At OSIsoft, I essentially serve as the CMO, or chief metaphor officer. I come up with analogies to make it easier for people--and particularly people not familiar with our technology or operational technology in general-- to understand the PI System and how to use it. (A die hard engineer might think, “Metaphors? I could teach a rhesus monkey to create those for half the price.” Actually, their paws aren't strong enough to depress the space bar.)
One of the big questions we're asked is where does the PI System end and third-party analytics begin. Can I use the PI System to analyze and reduce my energy consumption? (Yes, Alcoa and others have.) Can I use it to compare the performance of 70 plants? (You could, but it makes more sense to funnel all that data into OCS and enlist analytics.) The PI System can be used to serve up data predicting some of the primary wind turbine failures a week in advance (Sempra Renewables) or in combination with SparkCognition predict a wider range of problems off a more confusing range symptoms 60 days in advance (Invenergy.)
So here's the metaphor:
Imagine you're building a house. Your sensors, SCADA systems, IoT gateways and other devices are the equivalent of building supply vendors. They produce pipes, conduits, drywall, bricks, wires, faucets and all of the other parts that go into building a structure similar to how an IoT gateway might deliver ambient temperature readings updated every 15 minutes while B&K Vibro might capture vibration signals ever 15 microseconds to look for early symptoms of pending failure.
Building supply makers, however, don't assemble them: drywall has to be cut and the ceiling fans and ducts better be in place beforehand or there will be a change order. Thus, raw data is similar to having Home Depot Pro delivery truck vomit a random and overwhelming collection of materials on your driveway. You could try to assemble them quickly on your own, but the results might look like:
The PI System is the contractor. It fits everything together and creates the house. The raw building materials haven't changed. They've just been sawed and organized in a way that makes the whole more valuable and useful than the parts.

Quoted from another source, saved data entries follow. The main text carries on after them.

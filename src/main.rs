use anyhow::Context;
use clap::{Args, Parser, Subcommand};
use feed_ingest::{parser, FetchConfig, HttpFetcher, IngestConfig, Ingestor, PgStore};
use std::path::PathBuf;
use std::sync::Arc;
use std::time::Duration;
use tokio::sync::watch;
use tracing::{error, info, warn};
use tracing_subscriber::EnvFilter;
use uuid::Uuid;

#[derive(Debug, Parser)]
#[command(name = "feed-ingest", version, about = "Fetch registered RSS/Atom feeds and store new items")]
struct Cli {
    #[arg(long, env = "DATABASE_URL", global = true)]
    database_url: Option<String>,

    #[arg(long, env = "FEED_INGEST_MAX_CONNECTIONS", default_value_t = 5, global = true)]
    max_connections: u32,

    #[command(subcommand)]
    command: Command,
}

#[derive(Debug, Subcommand)]
enum Command {
    /// Create tables and indexes if they do not exist
    SetupSchema,
    /// Refresh every registered feed once
    Refresh(RefreshArgs),
    /// List a user's unread items as JSON
    Unread {
        #[arg(long)]
        user: Uuid,
        #[arg(long, default_value_t = 50)]
        limit: i64,
    },
    /// Parse a local feed document and print its items as JSON
    Parse { path: PathBuf },
}

#[derive(Debug, Args)]
struct RefreshArgs {
    #[arg(long, env = "FEED_INGEST_TIMEOUT_SECS", default_value_t = 30)]
    timeout_secs: u64,

    #[arg(long, env = "FEED_INGEST_MAX_FEED_BYTES", default_value_t = 10 * 1024 * 1024)]
    max_feed_bytes: usize,

    #[arg(long, env = "FEED_INGEST_CONCURRENCY", default_value_t = 4)]
    concurrency: usize,

    #[arg(long, env = "FEED_INGEST_MAX_RETRIES", default_value_t = 2)]
    max_retries: u32,

    #[arg(long, env = "FEED_INGEST_RETRY_DELAY_MS", default_value_t = 1000)]
    retry_delay_ms: u64,

    #[arg(long, env = "FEED_INGEST_USER_AGENT", default_value = "feed-ingest/0.1")]
    user_agent: String,
}

impl RefreshArgs {
    fn fetch_config(&self) -> FetchConfig {
        FetchConfig {
            user_agent: self.user_agent.clone(),
            timeout: Duration::from_secs(self.timeout_secs),
            max_body_bytes: self.max_feed_bytes,
            ..FetchConfig::default()
        }
    }

    fn ingest_config(&self) -> IngestConfig {
        IngestConfig {
            max_concurrent_fetches: self.concurrency,
            max_retries: self.max_retries,
            retry_delay: Duration::from_millis(self.retry_delay_ms),
        }
    }
}

#[tokio::main]
async fn main() -> anyhow::Result<()> {
    tracing_subscriber::fmt()
        .with_env_filter(EnvFilter::try_from_default_env().unwrap_or_else(|_| EnvFilter::new("info")))
        .init();

    let cli = Cli::parse();

    match &cli.command {
        Command::Parse { path } => {
            let body = tokio::fs::read(path)
                .await
                .with_context(|| format!("failed to read {}", path.display()))?;
            let items = parser::parse_feed(Uuid::nil(), &body)?;
            println!("{}", serde_json::to_string_pretty(&items)?);
        }
        Command::SetupSchema => {
            let store = connect(&cli).await?;
            store.setup_schema().await?;
        }
        Command::Unread { user, limit } => {
            let store = connect(&cli).await?;
            let items = store.unread_items(*user, *limit).await?;
            println!("{}", serde_json::to_string_pretty(&items)?);
        }
        Command::Refresh(args) => {
            let store = Arc::new(connect(&cli).await?);
            let fetcher = Arc::new(HttpFetcher::new(args.fetch_config())?);
            let ingestor = Ingestor::new(store.clone(), store, fetcher, args.ingest_config());

            let (shutdown_tx, shutdown_rx) = watch::channel(false);
            tokio::spawn(async move {
                if tokio::signal::ctrl_c().await.is_ok() {
                    warn!("Interrupt received, finishing in-flight feeds");
                    let _ = shutdown_tx.send(true);
                }
            });

            let batch = ingestor.refresh_all_with_shutdown(shutdown_rx).await?;
            for result in batch.per_feed.values().filter(|r| !r.is_done()) {
                error!(
                    "Feed {} ({}) did not complete: {}",
                    result.feed_id,
                    result.url,
                    result.error.as_deref().unwrap_or("cancelled")
                );
            }
            println!("{}", serde_json::to_string_pretty(&batch)?);
        }
    }

    Ok(())
}

async fn connect(cli: &Cli) -> anyhow::Result<PgStore> {
    let database_url = cli
        .database_url
        .as_deref()
        .context("DATABASE_URL or --database-url is required")?;

    info!("Connecting to database: {}", redact(database_url));
    let store = PgStore::connect(database_url, cli.max_connections).await?;
    Ok(store)
}

fn redact(database_url: &str) -> String {
    match url::Url::parse(database_url) {
        Ok(mut parsed) => {
            if parsed.password().is_some() {
                let _ = parsed.set_password(Some("***"));
            }
            parsed.to_string()
        }
        Err(_) => "<unparseable url>".to_string(),
    }
}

The organization makes it easy for the occupants to solve problems on their own. The thermostats read 72 everywhere except the kitchen, where it's 97. That spike could mean a problem with the HVAC system or a fire. Either way, people know to check out the problem. The sound of running water? Time to jiggle the faucet and if the persists--and the higher costs show up on your bill-check everything.
But what about converting the third bedroom into an office? Would it add to the value of the house? Does it make more sense to add onto the back of the house to get more square footage or eliminate the hallway closet near the front door that people seem to only use for old coats?. Now you're in the realm of analytics. The PI System can help you lower energy, but someone like Canvass Analytics can map out what will happen if you go with different types of insulation.